/---
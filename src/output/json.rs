//! JSON output formatter.
//!
//! Formats validation results as machine-readable JSON for tooling
//! integration.

use serde::Serialize;

use super::ResultFormatter;
use crate::rule::{RuleResult, Severity};
use std::io::Write;

/// Formats validation results as JSON.
pub struct JsonFormatter;

#[derive(Serialize)]
struct JsonOutput<'a> {
    violations: Vec<JsonViolation<'a>>,
    summary: JsonSummary,
}

#[derive(Serialize)]
struct JsonViolation<'a> {
    rule_set: &'a str,
    rule_id: &'a str,
    title: &'a str,
    severity: String,
    description: &'a str,
    pointer: &'a str,
}

#[derive(Serialize)]
struct JsonSummary {
    total: usize,
    must: usize,
    should: usize,
    may: usize,
    hint: usize,
}

impl JsonFormatter {
    /// Create a new JSON formatter.
    pub fn new() -> Self {
        Self
    }
}

impl Default for JsonFormatter {
    fn default() -> Self {
        Self::new()
    }
}

impl ResultFormatter for JsonFormatter {
    fn format<W: Write>(&self, results: &[RuleResult], writer: &mut W) -> std::io::Result<()> {
        let violations: Vec<_> = results
            .iter()
            .map(|r| JsonViolation {
                rule_set: &r.rule.identity.rule_set,
                rule_id: &r.rule.identity.id,
                title: &r.rule.title,
                severity: r.severity.to_string(),
                description: &r.description,
                pointer: r.pointer.as_str(),
            })
            .collect();

        let count = |severity| results.iter().filter(|r| r.severity == severity).count();
        let summary = JsonSummary {
            total: results.len(),
            must: count(Severity::Must),
            should: count(Severity::Should),
            may: count(Severity::May),
            hint: count(Severity::Hint),
        };

        let output = JsonOutput {
            violations,
            summary,
        };

        serde_json::to_writer_pretty(writer, &output).map_err(std::io::Error::other)?;

        Ok(())
    }
}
\---
PROBLEM
Which lines run from the one containing "results as JSON." through the end of the material? Output them exactly.

ANSWER TO THE EXERCISE
/// Formats validation results as JSON.
pub struct JsonFormatter;

#[derive(Serialize)]
struct JsonOutput<'a> {
    violations: Vec<JsonViolation<'a>>,
    summary: JsonSummary,
}

#[derive(Serialize)]
struct JsonViolation<'a> {
    rule_set: &'a str,
    rule_id: &'a str,
    title: &'a str,
    severity: String,
    description: &'a str,
    pointer: &'a str,
}

#[derive(Serialize)]
struct JsonSummary {
    total: usize,
    must: usize,
    should: usize,
    may: usize,
    hint: usize,
}

impl JsonFormatter {
    /// Create a new JSON formatter.
    pub fn new() -> Self {
        Self
    }
}

impl Default for JsonFormatter {
    fn default() -> Self {
        Self::new()
    }
}

impl ResultFormatter for JsonFormatter {
    fn format<W: Write>(&self, results: &[RuleResult], writer: &mut W) -> std::io::Result<()> {
        let violations: Vec<_> = results
            .iter()
            .map(|r| JsonViolation {
                rule_set: &r.rule.identity.rule_set,
                rule_id: &r.rule.identity.id,
                title: &r.rule.title,
                severity: r.severity.to_string(),
                description: &r.description,
                pointer: r.pointer.as_str(),
            })
            .collect();

        let count = |severity| results.iter().filter(|r| r.severity == severity).count();
        let summary = JsonSummary {
            total: results.len(),
            must: count(Severity::Must),
            should: count(Severity::Should),
            may: count(Severity::May),
            hint: count(Severity::Hint),
        };

        let output = JsonOutput {
            violations,
            summary,
        };

        serde_json::to_writer_pretty(writer, &output).map_err(std::io::Error::other)?;

        Ok(())
    }
}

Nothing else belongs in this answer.